PROBLEM DESCRIPTION:
In the data below, how many lines contain the string "advance"? Reply with the number only.

"""

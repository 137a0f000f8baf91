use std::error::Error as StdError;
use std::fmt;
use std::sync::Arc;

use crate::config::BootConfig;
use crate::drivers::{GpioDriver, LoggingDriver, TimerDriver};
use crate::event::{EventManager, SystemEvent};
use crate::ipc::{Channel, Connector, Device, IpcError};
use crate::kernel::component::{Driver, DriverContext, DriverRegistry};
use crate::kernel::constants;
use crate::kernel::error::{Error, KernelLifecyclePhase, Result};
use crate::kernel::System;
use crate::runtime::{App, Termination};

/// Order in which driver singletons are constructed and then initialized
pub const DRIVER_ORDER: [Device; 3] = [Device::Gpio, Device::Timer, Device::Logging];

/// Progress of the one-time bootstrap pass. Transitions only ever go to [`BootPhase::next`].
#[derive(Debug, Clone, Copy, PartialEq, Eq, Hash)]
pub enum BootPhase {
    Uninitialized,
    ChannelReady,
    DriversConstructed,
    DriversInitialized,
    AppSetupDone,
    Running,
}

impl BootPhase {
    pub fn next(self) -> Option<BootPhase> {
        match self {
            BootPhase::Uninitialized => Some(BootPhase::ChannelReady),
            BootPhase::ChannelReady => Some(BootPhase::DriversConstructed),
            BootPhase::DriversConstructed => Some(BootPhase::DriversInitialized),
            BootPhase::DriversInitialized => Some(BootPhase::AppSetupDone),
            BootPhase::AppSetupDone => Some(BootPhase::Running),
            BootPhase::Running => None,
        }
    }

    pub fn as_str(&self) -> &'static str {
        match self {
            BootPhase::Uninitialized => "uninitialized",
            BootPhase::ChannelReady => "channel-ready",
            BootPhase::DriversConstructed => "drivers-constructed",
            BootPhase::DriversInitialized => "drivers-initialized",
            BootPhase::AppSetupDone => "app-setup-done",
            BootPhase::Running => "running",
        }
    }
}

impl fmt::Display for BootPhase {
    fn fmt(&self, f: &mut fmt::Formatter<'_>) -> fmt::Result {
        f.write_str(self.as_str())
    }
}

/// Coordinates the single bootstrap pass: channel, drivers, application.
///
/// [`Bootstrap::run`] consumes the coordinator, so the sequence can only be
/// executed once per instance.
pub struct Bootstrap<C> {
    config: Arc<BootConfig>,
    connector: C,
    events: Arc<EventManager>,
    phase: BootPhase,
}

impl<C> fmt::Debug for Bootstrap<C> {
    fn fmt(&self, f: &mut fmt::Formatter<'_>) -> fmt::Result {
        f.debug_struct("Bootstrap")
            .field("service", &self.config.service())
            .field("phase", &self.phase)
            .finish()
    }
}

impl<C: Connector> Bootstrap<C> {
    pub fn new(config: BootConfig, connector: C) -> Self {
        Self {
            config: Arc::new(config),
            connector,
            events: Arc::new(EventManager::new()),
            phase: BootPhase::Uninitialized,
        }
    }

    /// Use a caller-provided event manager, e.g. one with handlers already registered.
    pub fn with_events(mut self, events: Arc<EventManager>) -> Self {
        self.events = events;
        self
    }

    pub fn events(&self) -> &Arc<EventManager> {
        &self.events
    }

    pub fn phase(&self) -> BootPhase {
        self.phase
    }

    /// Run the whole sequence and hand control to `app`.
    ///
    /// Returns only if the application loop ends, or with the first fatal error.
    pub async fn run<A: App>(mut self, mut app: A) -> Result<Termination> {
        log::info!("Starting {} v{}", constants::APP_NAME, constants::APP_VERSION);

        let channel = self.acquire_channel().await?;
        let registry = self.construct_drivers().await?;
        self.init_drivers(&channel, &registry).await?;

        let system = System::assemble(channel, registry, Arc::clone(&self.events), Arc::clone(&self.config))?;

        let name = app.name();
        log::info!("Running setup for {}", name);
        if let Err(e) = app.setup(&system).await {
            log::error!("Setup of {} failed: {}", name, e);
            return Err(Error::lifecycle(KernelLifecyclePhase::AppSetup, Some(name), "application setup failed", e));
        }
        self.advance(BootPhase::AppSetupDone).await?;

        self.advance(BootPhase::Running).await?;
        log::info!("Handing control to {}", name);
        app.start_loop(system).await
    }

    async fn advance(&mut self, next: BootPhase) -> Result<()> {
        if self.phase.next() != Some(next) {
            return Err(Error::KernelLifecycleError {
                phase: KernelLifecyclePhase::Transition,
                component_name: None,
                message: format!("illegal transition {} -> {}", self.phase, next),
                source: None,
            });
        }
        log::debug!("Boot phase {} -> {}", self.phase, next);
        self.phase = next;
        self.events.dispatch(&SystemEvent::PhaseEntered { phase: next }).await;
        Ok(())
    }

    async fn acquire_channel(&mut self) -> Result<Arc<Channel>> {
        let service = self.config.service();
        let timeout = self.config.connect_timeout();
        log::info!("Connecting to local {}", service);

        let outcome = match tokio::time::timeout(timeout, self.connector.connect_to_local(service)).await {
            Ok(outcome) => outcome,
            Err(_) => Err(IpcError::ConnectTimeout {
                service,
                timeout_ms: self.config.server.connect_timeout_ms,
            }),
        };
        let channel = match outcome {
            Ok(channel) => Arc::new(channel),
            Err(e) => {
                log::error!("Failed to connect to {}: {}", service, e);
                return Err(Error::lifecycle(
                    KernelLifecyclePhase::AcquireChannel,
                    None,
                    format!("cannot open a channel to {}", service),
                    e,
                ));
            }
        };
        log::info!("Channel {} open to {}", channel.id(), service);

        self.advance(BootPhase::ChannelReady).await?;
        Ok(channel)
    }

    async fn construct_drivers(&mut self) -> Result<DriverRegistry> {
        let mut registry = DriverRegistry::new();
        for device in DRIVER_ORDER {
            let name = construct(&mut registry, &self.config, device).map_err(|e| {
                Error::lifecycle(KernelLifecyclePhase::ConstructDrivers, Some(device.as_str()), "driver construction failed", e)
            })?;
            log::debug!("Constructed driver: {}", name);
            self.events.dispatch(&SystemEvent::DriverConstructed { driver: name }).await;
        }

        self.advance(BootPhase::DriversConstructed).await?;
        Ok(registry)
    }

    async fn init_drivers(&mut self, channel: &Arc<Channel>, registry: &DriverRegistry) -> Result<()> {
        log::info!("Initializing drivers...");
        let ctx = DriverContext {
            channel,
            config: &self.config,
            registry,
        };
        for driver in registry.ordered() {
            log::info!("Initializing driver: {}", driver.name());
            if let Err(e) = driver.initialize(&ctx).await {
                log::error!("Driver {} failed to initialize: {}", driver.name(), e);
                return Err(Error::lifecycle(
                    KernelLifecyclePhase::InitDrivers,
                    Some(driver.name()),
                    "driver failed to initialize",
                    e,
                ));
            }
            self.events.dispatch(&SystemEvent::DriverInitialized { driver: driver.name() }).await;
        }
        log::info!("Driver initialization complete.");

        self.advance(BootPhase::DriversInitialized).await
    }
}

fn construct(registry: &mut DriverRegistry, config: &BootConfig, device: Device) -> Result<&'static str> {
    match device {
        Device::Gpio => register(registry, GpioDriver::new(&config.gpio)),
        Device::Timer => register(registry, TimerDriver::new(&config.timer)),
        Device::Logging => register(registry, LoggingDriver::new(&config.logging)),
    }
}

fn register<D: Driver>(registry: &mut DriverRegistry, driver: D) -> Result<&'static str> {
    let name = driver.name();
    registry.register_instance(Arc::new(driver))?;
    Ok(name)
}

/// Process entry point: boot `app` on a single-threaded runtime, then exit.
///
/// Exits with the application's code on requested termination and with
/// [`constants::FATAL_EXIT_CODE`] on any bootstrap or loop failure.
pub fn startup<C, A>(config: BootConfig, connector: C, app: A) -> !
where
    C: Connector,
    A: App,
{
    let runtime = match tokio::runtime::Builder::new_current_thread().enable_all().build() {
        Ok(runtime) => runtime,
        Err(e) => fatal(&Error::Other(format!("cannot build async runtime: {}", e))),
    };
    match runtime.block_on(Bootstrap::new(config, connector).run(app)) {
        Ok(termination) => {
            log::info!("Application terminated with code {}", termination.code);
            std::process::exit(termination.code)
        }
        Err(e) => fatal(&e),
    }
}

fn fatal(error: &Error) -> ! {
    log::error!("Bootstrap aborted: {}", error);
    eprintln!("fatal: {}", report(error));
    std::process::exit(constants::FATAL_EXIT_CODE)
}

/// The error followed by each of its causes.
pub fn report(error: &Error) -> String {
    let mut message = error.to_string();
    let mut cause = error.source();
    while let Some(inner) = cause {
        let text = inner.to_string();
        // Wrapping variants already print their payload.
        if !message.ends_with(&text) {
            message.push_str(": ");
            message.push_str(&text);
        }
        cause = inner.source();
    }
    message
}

"""

ANSWER TO THIS PROBLEM:
6